Entre-temps, le 30 juin 2012, l’Unesco inscrit 353 biens du bassin minier du Nord-Pas-de-Calais au patrimoine mondial de l’humanité. Parmi eux, le lot numéro 15, le plus vaste en termes d’envergure, comprend, entre autres, Wallers et la fosse d’Arenberg des mines d’Anzin.
Trois décennies après la mise à l’arrêt définitif de son activité, le site nordiste a réussi sa reconversion. Plus de 50 films, téléfilms et clips y ont été tournés. Pari réussi. À Wallers-Arenberg, la mémoire des mineurs côtoie le cinéma, l’innovation et les nouvelles technologies. Et des briques rouges de ses monumentaux bâtiments, transpire désormais ce subtil équilibre où se conjuguent le passé et l’avenir.

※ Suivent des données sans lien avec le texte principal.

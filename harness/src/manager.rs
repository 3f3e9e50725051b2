//! Evidence Record Manager: create, read, status update, existence.

use custody_kernel::error::CustodyError;
use custody_kernel::record::{Evidence, EvidenceStatus};
use custody_kernel::store::LedgerStore;

use crate::clock::Clock;
use crate::service::CustodyService;

const OP_CREATE: &str = "create_evidence";
const OP_READ: &str = "read_evidence";
const OP_UPDATE_STATUS: &str = "update_status";
const OP_EXISTS: &str = "exists";

/// Caller-supplied fields of a new evidence record.
#[derive(Debug, Clone, PartialEq, Eq)]
pub struct NewEvidence {
    pub id: String,
    pub case_id: String,
    pub filename: String,
    pub content_locator_cid: String,
    pub file_hash: String,
    pub custody_officer: String,
    pub access_level: String,
}

impl<C: Clock> CustodyService<C> {
    /// Create a new `ACTIVE` evidence record stamped `now`.
    ///
    /// Writes exactly one version under `new.id`.
    ///
    /// # Errors
    ///
    /// - [`CustodyError::Validation`] for empty identity fields, U+0000, or
    ///   oversize input
    /// - [`CustodyError::AlreadyExists`] if `new.id` is present (the existing
    ///   record is not touched)
    /// - [`CustodyError::Store`] if the store fails
    pub fn create_evidence<S: LedgerStore + ?Sized>(
        &self,
        store: &mut S,
        new: &NewEvidence,
    ) -> Result<Evidence, CustodyError> {
        self.required(OP_CREATE, "id", &new.id)?;
        self.required(OP_CREATE, "case_id", &new.case_id)?;
        self.required(OP_CREATE, "custody_officer", &new.custody_officer)?;
        self.optional(OP_CREATE, "filename", &new.filename)?;
        self.optional(OP_CREATE, "content_locator_cid", &new.content_locator_cid)?;
        self.optional(OP_CREATE, "file_hash", &new.file_hash)?;
        self.optional(OP_CREATE, "access_level", &new.access_level)?;

        if store
            .exists(&new.id)
            .map_err(CustodyError::store(OP_CREATE, &new.id))?
        {
            return Err(CustodyError::AlreadyExists {
                op: OP_CREATE,
                id: new.id.clone(),
            });
        }

        let mut evidence = Evidence {
            id: new.id.clone(),
            case_id: new.case_id.clone(),
            filename: new.filename.clone(),
            content_locator_cid: new.content_locator_cid.clone(),
            file_hash: new.file_hash.clone(),
            integrity_hash: String::new(),
            custody_officer: new.custody_officer.clone(),
            timestamp: self.next_timestamp(None),
            status: EvidenceStatus::Active,
            access_level: new.access_level.clone(),
        };
        self.seal(&mut evidence);
        self.store_evidence(OP_CREATE, store, &evidence)?;

        tracing::info!(
            evidence_id = %evidence.id,
            case_id = %evidence.case_id,
            custody_officer = %evidence.custody_officer,
            tx_id = %store.current_transaction_id(),
            "evidence created"
        );
        Ok(evidence)
    }

    /// Read the current evidence record.
    ///
    /// # Errors
    ///
    /// [`CustodyError::NotFound`] if absent, [`CustodyError::CorruptRecord`]
    /// if the stored bytes do not decode, [`CustodyError::Store`] on store failure.
    pub fn read_evidence<S: LedgerStore + ?Sized>(
        &self,
        store: &S,
        id: &str,
    ) -> Result<Evidence, CustodyError> {
        let evidence = self.load_evidence(OP_READ, store, id)?;
        tracing::debug!(evidence_id = %id, "evidence read");
        Ok(evidence)
    }

    /// Set the status (any value; no transition rules), refresh the timestamp,
    /// and reseal.
    ///
    /// # Errors
    ///
    /// [`CustodyError::Validation`] for an empty status, otherwise as
    /// [`CustodyService::read_evidence`] plus [`CustodyError::Store`] on write.
    pub fn update_status<S: LedgerStore + ?Sized>(
        &self,
        store: &mut S,
        id: &str,
        new_status: &str,
    ) -> Result<Evidence, CustodyError> {
        self.required(OP_UPDATE_STATUS, "status", new_status)?;
        let mut evidence = self.load_evidence(OP_UPDATE_STATUS, store, id)?;
        let previous = std::mem::replace(&mut evidence.status, EvidenceStatus::from(new_status));
        evidence.timestamp = self.next_timestamp(Some(evidence.timestamp));
        self.seal(&mut evidence);
        self.store_evidence(OP_UPDATE_STATUS, store, &evidence)?;

        tracing::info!(
            evidence_id = %id,
            from = %previous,
            to = %evidence.status,
            tx_id = %store.current_transaction_id(),
            "evidence status updated"
        );
        Ok(evidence)
    }

    /// Whether a record exists under `id`.
    ///
    /// # Errors
    ///
    /// [`CustodyError::Validation`] for a malformed id, [`CustodyError::Store`]
    /// on store failure. Absence is `Ok(false)`.
    pub fn exists<S: LedgerStore + ?Sized>(
        &self,
        store: &S,
        id: &str,
    ) -> Result<bool, CustodyError> {
        self.required(OP_EXISTS, "id", id)?;
        store.exists(id).map_err(CustodyError::store(OP_EXISTS, id))
    }
}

Les terrils d’arenberg, l’un préservé, l’autre exploité
L’exploitation de la fosse d’Arenberg pendant quatre-vingt-dix ans a créé, aux abords du site, deux terrils – immenses amas de résidus miniers issus de l’excavation et composés de schistes –, l’un conique, l’autre plat. Ce dernier, mesurant 20 mètres de hauteur sur quelque 2 kilomètres d’envergure, est entièrement préservé. En 2012, il faisait en effet partie du lot 15, classé, au même titre que 353 autres lieux du bassin minier, au patrimoine mondial de l’humanité par l’Unesco. En revanche, le terril conique, monumental, a quant à lui été exploité dès 1980. Atteignant 105 mètres de haut pour 77 000 mètres carrés de superficie au sol et lourd d’au moins 2,5 millions de mètres cubes de matériaux, il a fourni, entre autres, plus de 800 000 tonnes de terres de remblais aux entreprises du BTP œuvrant, à l’époque, à la construction de l’autoroute Lille-Valenciennes. Le terril conique d’Arenberg fut vendu, comme beaucoup d’autres, par les houillères gestionnaires à une société concessionnaire pour trente ans. Au début des années 1980, il en coûtait aux entreprises acheteuses de ces schistes de première qualité de 5 à 10 francs la tonne (de 0,76 à 1,52 euro).